Des groupes armés commerçants

De la Tshopo au Katanga en passant par Kinshasa, Nord et Sud-Kivu, la carbonisation des forêts congolaises inquiètes. L’exploitation est même protégée par des groupes armés qui écument certaines régions du pays.

Tab et Mboa signe l’alerte : « Dans le début du bassin de la cuvette centrale, à peu près 50 à 60 kms de Goma. Quand vous dépassez le Masisi, vous commencez Nyabiondo,puis Walikale; et là, c’est la forêt qui est en train d’être coupée. Le Makala qui arrive ici, provient de là. Nous allons vers le nord, sans parler des gens qui coupent dans le parc national de Virunga, mais quand vous montez vers Kanyabayonga, Kayina, Luofu, Miriki, Katinga, Kanune, Bulambi, c’est la forêt qui commence par là. Et quand vous y allez, vous allez constater que ce sont des kms et des kms qui ont été déboisés. A l’axe-sud de Goma, si vous allez à Minova, vers Bichange, Bulambika, Buniakiri, Hehombo, c’est la grande forêt que nous sommes en train de perdre. Alors, le makala d’ici, ça provient de Lubero. Tout est déboisé. Ça provient du pars national de Virunga, à Nyiragongo qui est en train d’être déboisé et à Sake tout proche de nous ici. Ça se voit à l’œil nu, il n’y a plus à raconter à qui que ce soit. Et ça fait peur ! ».

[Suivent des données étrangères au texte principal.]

//! Per-shape edit leases.
//!
//! A lease is the lock fields on the shape document plus a disconnect hook in
//! the session store. Acquiring scans the caller's existing locks and swaps
//! them for the target in one atomic batch; the hook is registered only after
//! that batch commits.
//!
//! The scan and the batch are two steps, so two tabs of the same user racing
//! to acquire can briefly both win. That is accepted; the next acquire or a
//! lease timeout repairs it.

use std::sync::Arc;

use tokio_util::sync::CancellationToken;

use shapesync_core::time::{Timestamp, now_ms};
use shapesync_core::{CleanupKey, CleanupRecord, Point, SessionId, ShapeId, SyncError, SyncResult, UserId};
use shapesync_session::SessionStore;

use crate::repo::ShapeRepo;

/// A lock this client took
#[derive(Debug, Clone, PartialEq)]
pub struct Lease {
    pub shape_id: ShapeId,
    pub user_id: UserId,
    pub acquired_at: Timestamp,
    /// Shapes this user held before and lost in the swap
    pub released: Vec<ShapeId>,
}

/// Acquires and releases leases for one client session. Cheap to clone.
#[derive(Clone)]
pub struct LockManager {
    repo: ShapeRepo,
    sessions: Arc<dyn SessionStore>,
    session_id: SessionId,
}

impl std::fmt::Debug for LockManager {
    fn fmt(&self, f: &mut std::fmt::Formatter<'_>) -> std::fmt::Result {
        f.debug_struct("LockManager")
            .field("canvas", self.repo.canvas_id())
            .field("session_id", &self.session_id)
            .finish()
    }
}

impl LockManager {
    pub fn new(repo: ShapeRepo, sessions: Arc<dyn SessionStore>, session_id: SessionId) -> Self {
        Self {
            repo,
            sessions,
            session_id,
        }
    }

    pub fn session_id(&self) -> &SessionId {
        &self.session_id
    }

    fn hook_key(&self, user: &UserId, shape: &ShapeId) -> CleanupKey {
        CleanupKey::new(self.session_id.clone(), user.clone(), shape.clone())
    }

    fn hook_record(&self, user: &UserId, shape: &ShapeId, origin: Option<Point>) -> CleanupRecord {
        CleanupRecord::for_lease(
            self.repo.canvas_id().clone(),
            user.clone(),
            shape.clone(),
            origin,
            now_ms(),
        )
    }

    /// Lock `shape` for `user`, releasing any other shape `user` holds.
    ///
    /// `origin` is the pre-drag position to restore if this client vanishes
    /// mid-drag. `cancel` is checked right before and right after the commit;
    /// a cancel that lands after the commit releases the fresh lock again.
    pub async fn acquire(
        &self,
        shape: &ShapeId,
        user: &UserId,
        origin: Option<Point>,
        cancel: &CancellationToken,
    ) -> SyncResult<Lease> {
        let current = self.repo.require(shape).await?;
        if let Some(holder) = current.lock_holder().filter(|h| *h != user) {
            return Err(SyncError::LockConflict {
                shape_id: shape.clone(),
                locked_by: holder.clone(),
            });
        }

        let released: Vec<ShapeId> = self
            .repo
            .locked_by(user)
            .await?
            .into_iter()
            .map(|s| s.id)
            .filter(|id| id != shape)
            .collect();

        if cancel.is_cancelled() {
            tracing::debug!(shape_id = %shape, "Lock acquisition cancelled before commit");
            return Err(SyncError::Cancelled);
        }

        self.repo.commit_lock_swap(&released, shape, user).await?;

        // The swap unlocked these whether or not the caller still wants the target
        for old in &released {
            self.cancel_hook(user, old).await;
        }

        if cancel.is_cancelled() {
            tracing::debug!(shape_id = %shape, "Lock acquisition cancelled after commit, releasing");
            if let Err(e) = self.repo.write_unlock(shape).await {
                tracing::warn!(shape_id = %shape, error = %e, "Failed to release cancelled lock");
            }
            return Err(SyncError::Cancelled);
        }

        let key = self.hook_key(user, shape);
        let record = self.hook_record(user, shape, origin);
        let registered = self
            .repo
            .retry_policy()
            .run("register_hook", || self.sessions.register_disconnect_hook(&key, record.clone()))
            .await;
        if let Err(e) = registered {
            tracing::warn!(shape_id = %shape, error = %e, "Disconnect hook registration failed, releasing lock");
            if let Err(unlock_err) = self.repo.write_unlock(shape).await {
                tracing::warn!(shape_id = %shape, error = %unlock_err, "Failed to release lock without hook");
            }
            return Err(e);
        }

        tracing::info!(
            shape_id = %shape,
            user = %user,
            released = released.len(),
            "Lock acquired",
        );
        Ok(Lease {
            shape_id: shape.clone(),
            user_id: user.clone(),
            acquired_at: now_ms(),
            released,
        })
    }

    /// Cancel the disconnect hook, then clear the lock fields.
    ///
    /// Releasing an unlocked or deleted shape succeeds.
    pub async fn release(&self, shape: &ShapeId, user: &UserId) -> SyncResult<()> {
        self.cancel_hook(user, shape).await;
        match self.repo.write_unlock(shape).await {
            Ok(()) => {
                tracing::debug!(shape_id = %shape, user = %user, "Lock released");
                Ok(())
            }
            Err(SyncError::NotFound(_)) => {
                tracing::debug!(shape_id = %shape, "Released lock on a deleted shape");
                Ok(())
            }
            Err(e) => Err(e),
        }
    }

    /// Swap the hook for one that also restores `origin` on disconnect
    pub async fn begin_drag(&self, shape: &ShapeId, user: &UserId, origin: Point) -> SyncResult<()> {
        self.register_hook(shape, user, Some(origin)).await
    }

    /// Drag finished gracefully; fall back to a plain unlock hook
    pub async fn end_drag(&self, shape: &ShapeId, user: &UserId) -> SyncResult<()> {
        self.register_hook(shape, user, None).await
    }

    async fn register_hook(&self, shape: &ShapeId, user: &UserId, origin: Option<Point>) -> SyncResult<()> {
        let key = self.hook_key(user, shape);
        let record = self.hook_record(user, shape, origin);
        self.repo
            .retry_policy()
            .run("register_hook", || self.sessions.register_disconnect_hook(&key, record.clone()))
            .await
    }

    /// A hook that survives is harmless: the monitor only unlocks shapes
    /// still held by the hook's user.
    async fn cancel_hook(&self, user: &UserId, shape: &ShapeId) {
        let key = self.hook_key(user, shape);
        let result = self
            .repo
            .retry_policy()
            .run("cancel_hook", || self.sessions.cancel_disconnect_hook(&key))
            .await;
        if let Err(e) = result {
            tracing::warn!(key = %key, error = %e, "Failed to cancel disconnect hook");
        }
    }
}
//! End-to-end scenarios: two clients sharing one shape store and one session store.

use std::sync::Arc;
use std::time::Duration;

use shapesync::{
    CanvasClient, CleanupMonitor, MemorySessionStore, MemoryShapeStore, NewShape, Point, SessionId, SessionStore, ShapeId,
    ShapePatch, ShapeStyle, SyncConfig, SyncError, UserId,
};
use tracing_subscriber::EnvFilter;

fn init_tracing() {
    let _ = tracing_subscriber::fmt()
        .with_env_filter(EnvFilter::from_default_env())
        .with_test_writer()
        .try_init();
}

struct World {
    shapes: MemoryShapeStore,
    sessions: MemorySessionStore,
}

impl World {
    fn new() -> Self {
        init_tracing();
        Self {
            shapes: MemoryShapeStore::new(),
            sessions: MemorySessionStore::new(),
        }
    }

    async fn client(&self, user: &str) -> CanvasClient {
        let config = SyncConfig {
            session_id: Some(SessionId::from(format!("{user}-tab"))),
            ..SyncConfig::default()
        };
        CanvasClient::connect(
            &config,
            UserId::from(user),
            Arc::new(self.shapes.clone()),
            Arc::new(self.sessions.clone()),
        )
        .await
        .unwrap()
    }
}

/// Let background tasks run until `check` holds
async fn eventually(check: impl Fn() -> bool) {
    for _ in 0..100 {
        if check() {
            return;
        }
        tokio::time::sleep(Duration::from_millis(10)).await;
    }
    panic!("condition not reached");
}

#[tokio::test(start_paused = true)]
async fn update_of_shape_locked_by_another_user_conflicts() {
    let world = World::new();
    let alice = world.client("alice").await;
    let bob = world.client("bob").await;

    let s1 = alice.add_shape(NewShape::rectangle(0.0, 0.0, 10.0, 10.0)).await.unwrap();
    alice.lock_shape(&s1.id).await.unwrap();
    eventually(|| bob.shape(&s1.id).is_some_and(|s| s.lock.is_locked)).await;
    let before = bob.shape(&s1.id).unwrap();

    let result = bob.update_shape(&s1.id, ShapePatch::position(50.0, 50.0)).await;
    assert!(matches!(
        result,
        Err(SyncError::LockConflict { ref locked_by, .. }) if *locked_by == UserId::from("alice")
    ));
    // only bob's attempted change is undone
    assert_eq!(bob.shape(&s1.id), Some(before));
    let stored = alice.repo().require(&s1.id).await.unwrap();
    assert_eq!(stored.position(), Point::new(0.0, 0.0));
    assert_eq!(stored.lock_holder(), Some(&UserId::from("alice")));
}

#[tokio::test(start_paused = true)]
async fn locking_a_second_shape_releases_the_first() {
    let world = World::new();
    let alice = world.client("alice").await;
    let shapes = alice
        .batch_create(vec![
            NewShape::rectangle(0.0, 0.0, 10.0, 10.0),
            NewShape::rectangle(20.0, 0.0, 10.0, 10.0),
        ])
        .await
        .unwrap();
    let (s1, s2) = (&shapes[0].id, &shapes[1].id);

    alice.lock_shape(s1).await.unwrap();
    let lease = alice.lock_shape(s2).await.unwrap();
    assert_eq!(lease.released, vec![s1.clone()]);

    let repo = alice.repo();
    assert!(!repo.require(s1).await.unwrap().lock.is_locked);
    assert_eq!(repo.require(s2).await.unwrap().lock_holder(), Some(alice.user()));
    assert_eq!(repo.locked_by(alice.user()).await.unwrap().len(), 1);
    assert_eq!(world.sessions.hook_count(), 1);
}

#[tokio::test(start_paused = true)]
async fn abrupt_disconnect_mid_drag_reverts_and_unlocks() {
    let world = World::new();
    let alice = world.client("alice").await;
    let bob = world.client("bob").await;

    let s1 = alice.add_shape(NewShape::rectangle(5.0, 6.0, 10.0, 10.0)).await.unwrap();
    alice.begin_drag(&s1.id).await.unwrap();
    alice.update_shape(&s1.id, ShapePatch::position(80.0, 90.0)).await.unwrap();

    // alice's process dies: the session store fires her hooks
    let session = SessionId::from("alice-tab");
    drop(alice);
    assert_eq!(world.sessions.disconnect(&session), 1);

    eventually(|| bob.shape(&s1.id).is_some_and(|s| !s.lock.is_locked)).await;
    let stored = bob.repo().require(&s1.id).await.unwrap();
    assert_eq!(stored.position(), Point::new(5.0, 6.0));
    assert!(!stored.lock.is_locked);
    assert!(world.sessions.pending_cleanup().await.unwrap_or_default().is_empty());
}

#[tokio::test(start_paused = true)]
async fn cleanup_written_while_no_monitor_ran_is_applied_on_next_tick() {
    let world = World::new();
    let alice = world.client("alice").await;
    let s1 = alice.add_shape(NewShape::rectangle(1.0, 1.0, 2.0, 2.0)).await.unwrap();
    alice.lock_shape(&s1.id).await.unwrap();
    let repo = alice.repo().clone();
    drop(alice);
    world.sessions.disconnect(&SessionId::from("alice-tab"));

    let monitor = CleanupMonitor::new(
        repo.clone(),
        Arc::new(world.sessions.clone()),
        Duration::from_secs(5),
    );
    assert_eq!(monitor.process_pending().await, 1);
    assert!(!repo.require(&s1.id).await.unwrap().lock.is_locked);
    assert_eq!(monitor.process_pending().await, 0);
}

#[tokio::test(start_paused = true)]
async fn batch_create_with_one_invalid_shape_persists_nothing() {
    let world = World::new();
    let alice = world.client("alice").await;
    let bad_style = ShapeStyle {
        opacity: 1.5,
        ..ShapeStyle::default()
    };

    let result = alice
        .batch_create(vec![
            NewShape::rectangle(0.0, 0.0, 1.0, 1.0),
            NewShape::circle(0.0, 0.0, 1.0, 1.0).with_style(bad_style),
            NewShape::text(0.0, 0.0, "hello"),
        ])
        .await;

    assert!(matches!(result, Err(SyncError::Invalid(_))));
    assert!(alice.repo().list().await.unwrap().is_empty());
    assert!(alice.shapes().is_empty());
    assert_eq!(world.shapes.commit_count(), 0);
}

#[tokio::test(start_paused = true)]
async fn delete_that_times_out_restores_the_shape() {
    let world = World::new();
    let alice = world.client("alice").await;
    let s1 = alice.add_shape(NewShape::rectangle(3.0, 4.0, 5.0, 6.0)).await.unwrap();
    let id: ShapeId = s1.id.clone();
    eventually(|| alice.shape(&id).is_some_and(|s| s.audit.created_at == s1.audit.created_at)).await;
    let before = alice.shape(&id).unwrap();

    // first attempt plus three retries
    world
        .shapes
        .fail_times(SyncError::DeadlineExceeded("commit".into()), 4);
    let started = tokio::time::Instant::now();
    let result = alice.delete_shape(&id).await;

    assert!(matches!(result, Err(SyncError::DeadlineExceeded(_))));
    assert_eq!(started.elapsed(), Duration::from_millis(1_000 + 1_500 + 2_250));
    assert_eq!(alice.shape(&id), Some(before));
    assert!(alice.repo().get(&id).await.unwrap().is_some());
}

#[tokio::test(start_paused = true)]
async fn idle_lease_expires_but_active_drag_keeps_it() {
    let world = World::new();
    let alice = world.client("alice").await;
    let shapes = alice
        .batch_create(vec![
            NewShape::rectangle(0.0, 0.0, 1.0, 1.0),
            NewShape::rectangle(5.0, 5.0, 1.0, 1.0),
        ])
        .await
        .unwrap();

    alice.lock_shape(&shapes[0].id).await.unwrap();
    tokio::time::sleep(Duration::from_millis(2_100)).await;
    assert!(!alice.repo().require(&shapes[0].id).await.unwrap().lock.is_locked);

    alice.begin_drag(&shapes[1].id).await.unwrap();
    tokio::time::sleep(Duration::from_secs(10)).await;
    assert!(alice.repo().require(&shapes[1].id).await.unwrap().lock.is_locked);

    alice.end_drag(&shapes[1].id).await.unwrap();
    tokio::time::sleep(Duration::from_millis(2_100)).await;
    assert!(!alice.repo().require(&shapes[1].id).await.unwrap().lock.is_locked);
}

#[tokio::test(start_paused = true)]
async fn drag_after_lease_expiry_holds_the_lock_again() {
    let world = World::new();
    let alice = world.client("alice").await;
    let bob = world.client("bob").await;
    let s1 = alice.add_shape(NewShape::rectangle(0.0, 0.0, 4.0, 4.0)).await.unwrap();

    alice.lock_shape(&s1.id).await.unwrap();
    tokio::time::sleep(Duration::from_millis(2_100)).await;
    assert!(alice.interaction().shape_id().is_none());

    alice.begin_drag(&s1.id).await.unwrap();
    assert_eq!(
        alice.repo().require(&s1.id).await.unwrap().lock_holder(),
        Some(&UserId::from("alice"))
    );

    let result = bob.lock_shape(&s1.id).await;
    assert!(matches!(
        result,
        Err(SyncError::LockConflict { ref locked_by, .. }) if *locked_by == UserId::from("alice")
    ));
}
//! Disconnect-cleanup records.
//!
//! When a client takes a lease it leaves a compensating instruction in the
//! session store under `disconnect-cleanup/{session}/{user}/{shape}`. The
//! store writes it when the connection drops; any cleanup monitor may then
//! apply it.

use serde::{Deserialize, Serialize};

use shapesync_geometry::Point;

use crate::ids::{CanvasId, SessionId, ShapeId, UserId};
use crate::time::Timestamp;

/// Root of the cleanup key space in the session store
pub const CLEANUP_NAMESPACE: &str = "disconnect-cleanup";

/// What a monitor must do for an abandoned lease
#[derive(Debug, Clone, Copy, PartialEq, Eq, Serialize, Deserialize)]
#[serde(rename_all = "snake_case")]
pub enum CleanupAction {
    Unlock,
    UnlockAndRevert,
}

/// Payload of a cleanup entry
#[derive(Debug, Clone, PartialEq, Serialize, Deserialize)]
#[serde(rename_all = "camelCase")]
pub struct CleanupRecord {
    pub action: CleanupAction,
    pub shape_id: ShapeId,
    #[serde(default, skip_serializing_if = "Option::is_none")]
    pub original_position: Option<Point>,
    pub canvas_id: CanvasId,
    pub user_id: UserId,
    pub timestamp: Timestamp,
}

impl CleanupRecord {
    /// Plain unlock, or unlock-and-revert when a pre-drag position is known
    pub fn for_lease(
        canvas_id: CanvasId,
        user_id: UserId,
        shape_id: ShapeId,
        original_position: Option<Point>,
        now: Timestamp,
    ) -> Self {
        let action = if original_position.is_some() {
            CleanupAction::UnlockAndRevert
        } else {
            CleanupAction::Unlock
        };
        Self {
            action,
            shape_id,
            original_position,
            canvas_id,
            user_id,
            timestamp: now,
        }
    }

    /// Position to restore, if the record asks for a revert
    pub fn revert_to(&self) -> Option<Point> {
        match self.action {
            CleanupAction::UnlockAndRevert => self.original_position,
            CleanupAction::Unlock => None,
        }
    }
}

/// Address of one cleanup entry
#[derive(Debug, Clone, PartialEq, Eq, Hash, PartialOrd, Ord)]
pub struct CleanupKey {
    pub session_id: SessionId,
    pub user_id: UserId,
    pub shape_id: ShapeId,
}

impl CleanupKey {
    pub fn new(session_id: SessionId, user_id: UserId, shape_id: ShapeId) -> Self {
        Self {
            session_id,
            user_id,
            shape_id,
        }
    }

    /// `disconnect-cleanup/{session}/{user}/{shape}`
    pub fn path(&self) -> String {
        format!(
            "{CLEANUP_NAMESPACE}/{}/{}/{}",
            self.session_id, self.user_id, self.shape_id
        )
    }

    pub fn parse(path: &str) -> Option<Self> {
        let rest = path.strip_prefix(CLEANUP_NAMESPACE)?.strip_prefix('/')?;
        let mut parts = rest.split('/');
        let (session, user, shape) = (parts.next()?, parts.next()?, parts.next()?);
        if parts.next().is_some() || [session, user, shape].iter().any(|p| p.is_empty()) {
            return None;
        }
        Some(Self::new(session.into(), user.into(), shape.into()))
    }
}

impl std::fmt::Display for CleanupKey {
    fn fmt(&self, f: &mut std::fmt::Formatter<'_>) -> std::fmt::Result {
        f.write_str(&self.path())
    }
}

Dans le centre de consommation comme Kinshasa qui accueille de tonnes et des tonnes des sacs des braises par mois, des citoyens commencent à s’inquiéter du changement climatique dû à la déforestation et chargent le gouvernement. « Que le gouvernement prenne ce danger en mains, zete ekomi musika, (l’arbre s’éloigne plus en plus de nous); nous vivons difficilement aujourd’hui à cause des chaleurs, les pluies tombent difficilement, et y a en plus régulièrement comme auparavant. Ça, nous le constatons ; mais nous devons vivre, par le débrouillardise; le makala. Lorsqu’on trime ici en ville, la seule solution qui nous vient en tête, c’est de faire un crochet chercher le makala ; c’est une intervention rapide pour nous. Mais la décision d’arrêter la coupe d’arbre et d’en planter d’autres doit venir du gouvernement, nous on va se plier », indique Oscar, dépositaire au marché Indu à Kinshasa d’où il accueille par jour mille sacs qui viennent du Plateau de Bateke, et qu’il répartisse dans une quarantaine de dépôts dudit marché.

 

Lwanga Kasereka Delphin, consultant au Centre des recherches forestières International (CIFOR), à Kisangani, appelle à l’utilisation d’une énergie de substitution aux charbons de bois, qui selon une étude de CIFOR, 82 % des ménages de Kisangani utilise le bois énergie et 62 % utilisent un foyer traditionnel qui consomment trop des charbons de bois. D’où, l’invitation d’utiliser les foyers améliorés pour réduire la pression sur les forêts.